## Record excerpts
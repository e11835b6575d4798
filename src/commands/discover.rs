//! Project-wide master site discovery.
//!
//! Scans every individual's raw call files under the search root, applies the
//! editing-level and canonical filters, and keeps the sites called by both
//! tools anywhere in the cohort. The output is the de-duplicated master site
//! list (Chr, Pos, Ref, Alt) with no quantification.

use anyhow::Result;
use log::{info, warn};
use rayon::prelude::*;
use std::io::Write;
use std::path::PathBuf;
use structopt::StructOpt;

use crate::commands::common::{
    configure_global_thread_pool, validate_fraction, validate_input_file,
};
use edquant_lib::calls::{discover_all_call_files, read_raw_calls, Tool};
use edquant_lib::consensus::consensus_sites;
use edquant_lib::core::errors::EdquantError;
use edquant_lib::core::io::get_raw_writer;
use edquant_lib::site::Site;

#[derive(StructOpt, Debug)]
#[structopt(name = "discover")]
pub struct DiscoverArgs {
    /// Top-level directory searched recursively for all raw call files
    #[structopt(long, parse(from_os_str))]
    pub root_search_dir: PathBuf,

    /// Path for the master consensus site list
    #[structopt(long, parse(from_os_str))]
    pub output: PathBuf,

    /// Minimum editing level required for a call to be kept
    #[structopt(long, default_value = "0.1")]
    pub min_edit_level: f64,

    /// Worker threads for parallel file parsing
    #[structopt(long, short = "t", default_value = "4")]
    pub threads: usize,
}

impl DiscoverArgs {
    pub fn validate(&self) -> Result<(), EdquantError> {
        validate_fraction("min_edit_level", self.min_edit_level)?;
        validate_input_file("Root search directory", &self.root_search_dir)
    }
}

pub fn run_discover(args: DiscoverArgs) -> Result<()> {
    args.validate()?;
    let threads = configure_global_thread_pool(args.threads)?;
    info!("Master site discovery with {} threads", threads);

    let files = discover_all_call_files(&args.root_search_dir)?;
    let n_redml = files.iter().filter(|f| f.tool == Tool::RedMl).count();
    let n_reditools = files.len() - n_redml;
    if n_redml == 0 || n_reditools == 0 {
        return Err(EdquantError::FileNotFound(format!(
            "Could not find raw call files for both tools under {} ({} RED-ML, {} REDItools)",
            args.root_search_dir.display(),
            n_redml,
            n_reditools
        ))
        .into());
    }
    info!(
        "Found {} RED-ML files and {} REDItools files",
        n_redml, n_reditools
    );

    // Files are independent: parse read-only in parallel, merge sequentially.
    let parsed: Vec<(usize, std::result::Result<Vec<(Site, Tool)>, EdquantError>)> = files
        .par_iter()
        .enumerate()
        .map(|(idx, file)| {
            let result = read_raw_calls(&file.path, file.tool, args.min_edit_level).map(|calls| {
                calls
                    .into_iter()
                    .filter(|call| call.site.is_canonical())
                    .map(|call| (call.site, file.tool))
                    .collect()
            });
            (idx, result)
        })
        .collect();

    let mut observations: Vec<(Site, Tool)> = Vec::new();
    let mut loaded = 0usize;
    for (idx, result) in parsed {
        match result {
            Ok(mut calls) => {
                observations.append(&mut calls);
                loaded += 1;
            }
            Err(err) => warn!(
                "Failed to process file {}: {}",
                files[idx].path.display(),
                err
            ),
        }
    }
    if loaded == 0 || observations.is_empty() {
        return Err(
            EdquantError::EmptyData("No valid site data loaded after filtering".to_string()).into(),
        );
    }
    info!(
        "Loaded {} canonical raw entries from {} files",
        observations.len(),
        loaded
    );

    let consensus = consensus_sites(observations);
    info!(
        "Sites after project-wide consensus filter: {}",
        consensus.len()
    );

    let mut writer = get_raw_writer(&args.output)?;
    writeln!(writer, "Chr\tPos\tRef\tAlt")?;
    for site in &consensus {
        writeln!(
            writer,
            "{}\t{}\t{}\t{}",
            site.chrom, site.pos, site.ref_base, site.alt_base
        )?;
    }
    writer.flush()?;
    info!(
        "Master site discovery complete; {} unique sites written to {}",
        consensus.len(),
        args.output.display()
    );
    Ok(())
}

## Required action
Only the lines from the one containing "writer.flush()?;" through the last line of the records are to be set down, exactly as they appear.

## Exercise answer
    writer.flush()?;
    info!(
        "Master site discovery complete; {} unique sites written to {}",
        consensus.len(),
        args.output.display()
    );
    Ok(())
}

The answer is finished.